We already saw the different medical applications that CRISPR-Cas9 technology can have and it all seems extremely promising in clinical trials. What we don’t see is the price tag that goes along with these types of treatments.
Genomic medicines can range from $500,000 to $2 million per patient. Public health systems could never cover these expenses, private insurers also aren’t willing to cover them and so these treatments continue to be out of reach for most patients.
Pharmaceutical companies justify the high prices by saying that they’re needed to recover all of the expenses related to research, development, and manufacturing. With any new technology, they’re expensive in the beginning, and over time they become cheaper.
Unfortunately, this isn’t an option for every person that is suffering now.
The Future of CRISPR
When it comes to the future of CRISPR the possibilities are pretty much endless. This genome editing tool has transformed the field of genome engineering and will likely continue to have an impact across many other industries.
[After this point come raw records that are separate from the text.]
//! Main bot loop.
//!
//! Pulls messages from every channel and routes each one to a worker task
//! owned by its session. A worker drains its queue in arrival order, so one
//! user's messages are handled strictly FIFO while different users proceed
//! concurrently. Idle workers close their queue and exit; the next message
//! for that session starts a fresh one.

use std::collections::HashMap;
use std::sync::Arc;
use std::time::Duration;

use chrono::Utc;
use futures::StreamExt;
use tokio::sync::mpsc;
use tokio::task::JoinSet;

use crate::channels::{ChannelManager, IncomingMessage, StatusUpdate};
use crate::onboarding::OnboardingManager;

/// How long a session worker waits for its next message before exiting.
const SESSION_IDLE_TIMEOUT: Duration = Duration::from_secs(300);

/// Closed queues are pruned once the routing table grows past this size.
const QUEUE_PRUNE_THRESHOLD: usize = 1024;

/// Connects the channels to the onboarding conversation.
pub struct Bot {
    manager: Arc<OnboardingManager>,
    channels: Arc<ChannelManager>,
    idle_timeout: Duration,
}

impl Bot {
    pub fn new(manager: Arc<OnboardingManager>, channels: ChannelManager) -> Self {
        Self {
            manager,
            channels: Arc::new(channels),
            idle_timeout: SESSION_IDLE_TIMEOUT,
        }
    }

    pub fn with_idle_timeout(mut self, idle_timeout: Duration) -> Self {
        self.idle_timeout = idle_timeout;
        self
    }

    /// Run until Ctrl+C or until every channel stream ends.
    ///
    /// Messages already received are handled and answered before the
    /// channels shut down.
    pub async fn run(self) -> crate::error::Result<()> {
        let mut message_stream = self.channels.start_all().await?;
        let mut workers = SessionWorkers::new(
            Arc::clone(&self.manager),
            Arc::clone(&self.channels),
            self.idle_timeout,
        );

        tracing::info!("Deposit bot ready and listening");

        loop {
            let message = tokio::select! {
                biased;
                _ = tokio::signal::ctrl_c() => {
                    tracing::info!("Ctrl+C received, shutting down...");
                    break;
                }
                msg = message_stream.next() => {
                    match msg {
                        Some(m) => m,
                        None => {
                            tracing::info!("All channel streams ended, shutting down...");
                            break;
                        }
                    }
                }
            };

            workers.route(message);
        }

        tracing::info!("Bot shutting down, finishing queued messages...");
        workers.drain().await;
        self.channels.shutdown_all().await?;

        Ok(())
    }
}

/// Per-session FIFO queues, each drained by one worker task.
struct SessionWorkers {
    manager: Arc<OnboardingManager>,
    channels: Arc<ChannelManager>,
    idle_timeout: Duration,
    queues: HashMap<String, mpsc::UnboundedSender<IncomingMessage>>,
    tasks: JoinSet<()>,
}

impl SessionWorkers {
    fn new(
        manager: Arc<OnboardingManager>,
        channels: Arc<ChannelManager>,
        idle_timeout: Duration,
    ) -> Self {
        Self {
            manager,
            channels,
            idle_timeout,
            queues: HashMap::new(),
            tasks: JoinSet::new(),
        }
    }

    /// Queue `message` behind earlier messages of the same session.
    fn route(&mut self, message: IncomingMessage) {
        self.reap();

        let key = message.session_key();
        let message = match self.queues.get(&key) {
            Some(queue) => match queue.send(message) {
                Ok(()) => return,
                // The worker went idle and closed its queue.
                Err(mpsc::error::SendError(message)) => message,
            },
            None => message,
        };

        let (tx, rx) = mpsc::unbounded_channel();
        self.tasks.spawn(session_worker(
            Arc::clone(&self.manager),
            Arc::clone(&self.channels),
            message,
            rx,
            self.idle_timeout,
        ));
        self.queues.insert(key, tx);

        if self.queues.len() > QUEUE_PRUNE_THRESHOLD {
            let before = self.queues.len();
            self.queues.retain(|_, queue| !queue.is_closed());
            tracing::debug!(pruned = before - self.queues.len(), "Pruned idle session queues");
        }
    }

    fn reap(&mut self) {
        while let Some(result) = self.tasks.try_join_next() {
            if let Err(e) = result {
                tracing::error!("Session worker failed: {}", e);
            }
        }
    }

    /// Close every queue and wait until all queued messages are handled.
    async fn drain(mut self) {
        self.queues.clear();
        while let Some(result) = self.tasks.join_next().await {
            if let Err(e) = result {
                tracing::error!("Session worker failed: {}", e);
            }
        }
    }
}

/// Handle one session's messages in order until its queue closes or idles out.
async fn session_worker(
    manager: Arc<OnboardingManager>,
    channels: Arc<ChannelManager>,
    first: IncomingMessage,
    mut queue: mpsc::UnboundedReceiver<IncomingMessage>,
    idle_timeout: Duration,
) {
    dispatch(&manager, &channels, first).await;

    loop {
        match tokio::time::timeout(idle_timeout, queue.recv()).await {
            Ok(Some(message)) => dispatch(&manager, &channels, message).await,
            Ok(None) => return,
            Err(_) => {
                // Refuse new messages, then finish what was already queued.
                queue.close();
                while let Some(message) = queue.recv().await {
                    dispatch(&manager, &channels, message).await;
                }
                return;
            }
        }
    }
}

/// Handle one message and send its reply, if any.
async fn dispatch(manager: &OnboardingManager, channels: &ChannelManager, message: IncomingMessage) {
    tracing::debug!(
        message_id = %message.id,
        "Received message from {} on {} ({} chars)",
        message.user_id,
        message.channel,
        message.content.len()
    );

    if manager.may_be_slow(&message).await {
        if let Err(e) = channels
            .send_status(&message.channel, StatusUpdate::Typing, &message.metadata)
            .await
        {
            tracing::debug!("Failed to send typing status: {}", e);
        }
    }

    let Some(reply) = manager.handle(&message).await else {
        return;
    };

    match channels.respond(&message, reply).await {
        Ok(()) => tracing::debug!(
            message_id = %message.id,
            latency_ms = (Utc::now() - message.received_at).num_milliseconds(),
            "Reply sent"
        ),
        Err(e) => tracing::error!(
            message_id = %message.id,
            channel = %message.channel,
            user_id = %message.user_id,
            "Failed to deliver reply: {}",
            e
        ),
    }
}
More and more clinical trials are being approved, meaning that the possibility of curing human disease through DNA editing is getting closer. Researchers are also finding new ways of applying this technology to solve real-world problems like epigenome editing, infectious disease research, and the conservation of endangered species.
Using CRISPR-Cas9 routinely in humans probably won’t happen soon. But knowing more details about our genome, how every little piece interacts with all others, and then creating global policies regarding genome editing, will get us there sooner.
CRISPR-Cas9 is a genome editing tool that changed the landscape of modern medicine. Its capability of deleting and inserting new genes into DNA has made it a useful resource in cell and gene therapies, diagnostics, bioenergy, and many other applications.
It still raises a few ethical concerns, especially when it comes to editing germline cells and embryos, and it is a highly expensive therapy. However, with more research and stronger policies, there will come a day where CRISPR technologies will be used routinely in humans, hoping to cure diseases through DNA editing.